Find the line holding "failed job to" in the entries below. Give it again exactly, along with every line after it up to and including the line holding "let ctx = TaskContext".

Available data:
--*--

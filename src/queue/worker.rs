//! The code that runs inside a worker thread or worker process: run one subtask in one job
//! directory, then move the directory to the outbox or to failures.

use anyhow::{Context, Result, anyhow};
use log::debug;
use serde_json::Value;
use std::any::Any;
use std::fs;
use std::io::Read;
use std::panic::{self, AssertUnwindSafe};
use std::sync::Arc;

use crate::queue::config::WorkerConfig;
use crate::queue::job_dir::move_into;
use crate::queue::job_log::JobLog;
use crate::queue::keychain::WorkerKeychain;
use crate::tasks::{TaskContext, TaskRegistry};
use crate::utils::config::JobFiles;

pub struct TaskWorker {
    config: WorkerConfig,
    registry: Arc<TaskRegistry>,
}

impl TaskWorker {
    pub fn new(config: WorkerConfig, registry: Arc<TaskRegistry>) -> Self {
        Self { config, registry }
    }

    pub fn config(&self) -> &WorkerConfig {
        &self.config
    }

    /// Run the subtask. On success the job directory ends up in the outbox (with
    /// `results.json` if the task returned anything); on failure it ends up in failures with
    /// `exception.txt`, and the error is returned.
    pub fn run(&self) -> Result<()> {
        let log = self.make_logger();
        match self.run_task(&log) {
            Ok(results) => {
                if let Some(results) = &results {
                    log.info(results);
                }
                log.info("SubTask Success!");
                drop(log);
                if let Err(e) = self.finish_success(results.as_ref()) {
                    self.save_exception(&e);
                    return Err(e);
                }
                Ok(())
            }
            Err(e) => {
                log.info(format!("Failure detected: {e}"));
                self.save_exception(&e);
                drop(log);
                move_into(&self.config.working_dir, &self.config.failures_dir)
                    .context("move failed job to failures")?;
                Err(e)
            }
        }
    }

    /// Never fails: a job whose log cannot be opened still has to land in outbox or failures.
    fn make_logger(&self) -> JobLog {
        let task = self.config.shared.task.as_str();
        let class_name = self.registry.class_name(task).unwrap_or(task);
        if !self.config.shared.redirect_logging {
            return JobLog::console(class_name);
        }
        JobLog::create(&self.config.working_dir, class_name).unwrap_or_else(|e| {
            debug!("{e:#}; logging to console");
            JobLog::console(class_name)
        })
    }

    fn run_task(&self, log: &JobLog) -> Result<Option<Value>> {
        let keychain = WorkerKeychain::new(self.config.shared.connected_app.clone());
        let ctx = TaskContext {
            options: &self.config.task_options,
            org: &self.config.shared.org,
            project: &self.config.shared.project,
            keychain: &keychain,
            working_dir: &self.config.working_dir,
            log,
        };
        let outcome = panic::catch_unwind(AssertUnwindSafe(|| {
            let mut task = self
                .registry
                .build(&self.config.shared.task, &self.config.task_options)?;
            task.run(&ctx)
        }));
        match outcome {
            Ok(result) => result,
            Err(payload) => Err(anyhow!("subtask panicked: {}", panic_message(&*payload))),
        }
    }

    fn finish_success(&self, results: Option<&Value>) -> Result<()> {
        if let Some(results) = results {
            let path = self.config.working_dir.join(JobFiles::RESULTS_FILE);
            let text = serde_json::to_string_pretty(results)?;
            fs::write(&path, text).with_context(|| format!("write {}", path.display()))?;
        }
        move_into(&self.config.working_dir, &self.config.outbox_dir)
            .context("move finished job to outbox")?;
        Ok(())
    }

    /// One line per error in the chain; the last line is the innermost cause.
    fn save_exception(&self, e: &anyhow::Error) {
        let path = self.config.working_dir.join(JobFiles::EXCEPTION_FILE);
        let text = format_error_chain(e);
        if let Err(write_err) = fs::write(&path, text) {
            debug!("could not write {}: {}", path.display(), write_err);
        }
    }
}

fn panic_message(payload: &(dyn Any + Send)) -> String {
    if let Some(s) = payload.downcast_ref::<&str>() {
        s.to_string()
    } else if let Some(s) = payload.downcast_ref::<String>() {
        s.clone()
    } else {
        "unknown panic".to_string()
    }
}

pub fn format_error_chain(e: &anyhow::Error) -> String {
    let mut text = format!("Error: {e}\n");
    for cause in e.chain().skip(1) {
        text.push_str(&format!("Caused by: {cause}\n"));
    }
    text
}

/// Entry point of a worker process: read a [`WorkerConfig`] as JSON from stdin and run it.
pub fn run_worker_from_stdin(registry: Arc<TaskRegistry>) -> Result<()> {
    let mut input = String::new();
    std::io::stdin()
        .read_to_string(&mut input)
        .context("read worker config from stdin")?;
    let config = WorkerConfig::from_json(&input)?;
    debug!(
        "Worker {} starting job {}",
        std::process::id(),
        config.job_name()
    );
    TaskWorker::new(config, registry).run()
}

--*--

Worked solution:
                    .context("move failed job to failures")?;
                Err(e)
            }
        }
    }

    /// Never fails: a job whose log cannot be opened still has to land in outbox or failures.
    fn make_logger(&self) -> JobLog {
        let task = self.config.shared.task.as_str();
        let class_name = self.registry.class_name(task).unwrap_or(task);
        if !self.config.shared.redirect_logging {
            return JobLog::console(class_name);
        }
        JobLog::create(&self.config.working_dir, class_name).unwrap_or_else(|e| {
            debug!("{e:#}; logging to console");
            JobLog::console(class_name)
        })
    }

    fn run_task(&self, log: &JobLog) -> Result<Option<Value>> {
        let keychain = WorkerKeychain::new(self.config.shared.connected_app.clone());
        let ctx = TaskContext {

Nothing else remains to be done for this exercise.